Zhou G D
Institute for Infocomm Research, 21 Heng Mui Keng Terrace, Singapore 119613, Singapore.
Int J Med Inform. 2006 Jun;75(6):456-67. doi: 10.1016/j.ijmedinf.2005.06.012. Epub 2005 Aug 19.
In this paper, we present a biomedical name recognition system, called PowerBioNE. In order to deal with the special phenomena in the biomedical domain, various evidential features are proposed and integrated through a mutual information independence model (MIIM). In addition, a support vector machine (SVM) plus sigmoid is proposed to resolve the data sparseness problem in the MIIM. In this way, the data sparseness problem in MIIM-based biomedical name recognition can be resolved effectively and a biomedical name recognition system with better performance and better portability can be achieved. Finally, we present two post-processing modules to deal with the nested entity name and abbreviation phenomena in the biomedical domain to further improve the performance. Evaluation shows that our system achieves F-measures of 69.1 and 71.2 on the 23 classes of GENIA V1.1 and V3.0, respectively. In particular, our system achieves an F-measure of 77.8 on the "protein" class of GENIA V3.0. It also shows that our system outperforms the best-reported system on GENIA V1.1 and V3.0.

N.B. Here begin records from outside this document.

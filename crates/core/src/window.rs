//! Viewport → required data window.
//!
//! Rows map to channels (fixed row height), columns map to time through a
//! [`TimelineGeometry`]. The fetch window is always an explicit `[start, end)`
//! range inside the configured [`DateBounds`], however far the user scrolls.

use chrono::{DateTime, Duration, Utc};
use serde::{Deserialize, Serialize};
use std::ops::Range;

use crate::error::BoundsError;
use crate::marks::DateBounds;
use crate::model::DateRange;

/// Rows fetched beyond each edge of the viewport.
pub const PREFETCH_ROWS: usize = 1;

/// Contiguous half-open range of visible section indices.
#[derive(Debug, Clone, Copy, Default, PartialEq, Eq, Serialize, Deserialize)]
pub struct ChannelWindow {
    pub start: usize,
    pub end: usize,
}

impl ChannelWindow {
    pub fn new(start: usize, end: usize) -> Self {
        Self {
            start,
            end: end.max(start),
        }
    }

    pub fn empty() -> Self {
        Self::default()
    }

    pub fn len(&self) -> usize {
        self.end - self.start
    }

    pub fn is_empty(&self) -> bool {
        self.start == self.end
    }

    pub fn contains(&self, section: usize) -> bool {
        self.start <= section && section < self.end
    }

    pub fn indices(&self) -> Range<usize> {
        self.start..self.end
    }

    /// Same-sized window recentred on `section`, clamped to `[0, total)`.
    pub fn centered_on(&self, section: usize, total: usize) -> Self {
        if total == 0 {
            return Self::empty();
        }
        let len = self.len().clamp(1, total);
        let section = section.min(total - 1);
        let mut start = section.saturating_sub(len / 2);
        let end = (start + len).min(total);
        start = end.saturating_sub(len);
        Self::new(start, end)
    }
}

/// Maps horizontal scroll position to time. Supplied by the layout layer.
pub trait TimelineGeometry: Send + Sync {
    fn date_range_for_viewport(
        &self,
        scroll_offset_x: f64,
        viewport_width: f64,
        zoom_scale: f64,
    ) -> Option<DateRange>;
}

/// Linear timeline: `hour_width * zoom` points per hour starting at `origin`.
#[derive(Debug, Clone, Copy)]
pub struct HourWidthGeometry {
    pub origin: DateTime<Utc>,
    pub hour_width: f64,
}

impl HourWidthGeometry {
    pub fn new(origin: DateTime<Utc>, hour_width: f64) -> Self {
        Self { origin, hour_width }
    }

    pub fn date_at(&self, x: f64, zoom_scale: f64) -> DateTime<Utc> {
        let points_per_hour = self.hour_width * zoom_scale;
        if !points_per_hour.is_finite() || points_per_hour <= 0.0 || !x.is_finite() {
            return self.origin;
        }
        let millis = (x / points_per_hour * 3_600_000.0).round() as i64;
        self.origin + Duration::milliseconds(millis)
    }

    pub fn x_for(&self, date: DateTime<Utc>, zoom_scale: f64) -> f64 {
        let hours = (date - self.origin).num_milliseconds() as f64 / 3_600_000.0;
        hours * self.hour_width * zoom_scale
    }
}

impl TimelineGeometry for HourWidthGeometry {
    fn date_range_for_viewport(
        &self,
        scroll_offset_x: f64,
        viewport_width: f64,
        zoom_scale: f64,
    ) -> Option<DateRange> {
        let x = scroll_offset_x.max(0.0);
        DateRange::new(
            self.date_at(x, zoom_scale),
            self.date_at(x + viewport_width, zoom_scale),
        )
    }
}

#[derive(Debug, Clone)]
pub struct WindowCalculator {
    bounds: DateBounds,
    lookbehind: Duration,
    lookahead: Duration,
}

impl WindowCalculator {
    pub fn new(
        bounds: DateBounds,
        lookbehind: Duration,
        lookahead: Duration,
    ) -> Result<Self, BoundsError> {
        if lookbehind <= Duration::zero() || lookahead <= Duration::zero() {
            return Err(BoundsError::EmptyFetchWindow);
        }
        Ok(Self {
            bounds,
            lookbehind,
            lookahead,
        })
    }

    pub fn bounds(&self) -> &DateBounds {
        &self.bounds
    }

    /// Rows intersecting `[scroll_offset_y, scroll_offset_y + viewport_height]`
    /// plus [`PREFETCH_ROWS`] on each edge, clamped to `[0, total_channel_count)`.
    pub fn compute_channel_window(
        scroll_offset_y: f64,
        viewport_height: f64,
        row_height: f64,
        total_channel_count: usize,
    ) -> ChannelWindow {
        if total_channel_count == 0
            || !row_height.is_finite()
            || row_height <= 0.0
            || !scroll_offset_y.is_finite()
            || !viewport_height.is_finite()
        {
            return ChannelWindow::empty();
        }

        let last_index = total_channel_count - 1;
        let top = scroll_offset_y.max(0.0);
        let bottom = (scroll_offset_y + viewport_height.max(0.0)).max(0.0);

        // `as` saturates, so content-height overshoot lands on `usize::MAX`.
        let first_row = (top / row_height).floor() as usize;
        let last_row = (bottom / row_height).floor() as usize;

        let start = first_row.saturating_sub(PREFETCH_ROWS).min(last_index);
        let end_inclusive = last_row.saturating_add(PREFETCH_ROWS).min(last_index);
        ChannelWindow::new(start, end_inclusive.max(start) + 1)
    }

    /// Fetch range around `selection_time`, truncated to the date bounds.
    pub fn compute_date_range(&self, selection_time: DateTime<Utc>) -> DateRange {
        let selection = self.clamp_selection(selection_time);
        let start = (selection - self.lookbehind).max(self.bounds.min_time);
        let end = (selection + self.lookahead).min(self.bounds.max_time);
        DateRange { start, end }
    }

    pub fn clamp_selection(&self, selection_time: DateTime<Utc>) -> DateTime<Utc> {
        selection_time.clamp(self.bounds.min_time, self.bounds.max_time)
    }

    /// Whether `fetch` covers the in-bounds part of the `visible` range.
    pub fn covers_visible(&self, fetch: &DateRange, visible: &DateRange) -> bool {
        let start = visible.start.max(self.bounds.min_time);
        let end = visible.end.min(self.bounds.max_time);
        match DateRange::new(start, end) {
            Some(clamped) => fetch.covers(&clamped),
            None => true,
        }
    }
}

在本文中,我们提出了一个名为PowerBioNE的生物医学命名识别系统。为了处理生物医学领域中的特殊现象,我们提出了各种证据特征,并通过互信息独立性模型(MIIM)进行整合。此外,还提出了一种支持向量机(SVM)加sigmoid的方法来解决MIIM中的数据稀疏问题。通过这种方式,可以有效解决基于MIIM的生物医学命名识别中的数据稀疏问题,并实现性能更好、可移植性更强的生物医学命名识别系统。最后,我们提出了两个后处理模块来处理生物医学领域中的嵌套实体名称和缩写现象,以进一步提高性能。评估表明,我们的系统在GENIA V1.1和V3.0的23个类别上分别达到了69.1和71.2的F值。特别是,我们的系统在GENIA V3.0的“蛋白质”类别上达到了77.8的F值。这也表明我们的系统在GENIA V1.1和V3.0上优于已报道的最佳系统。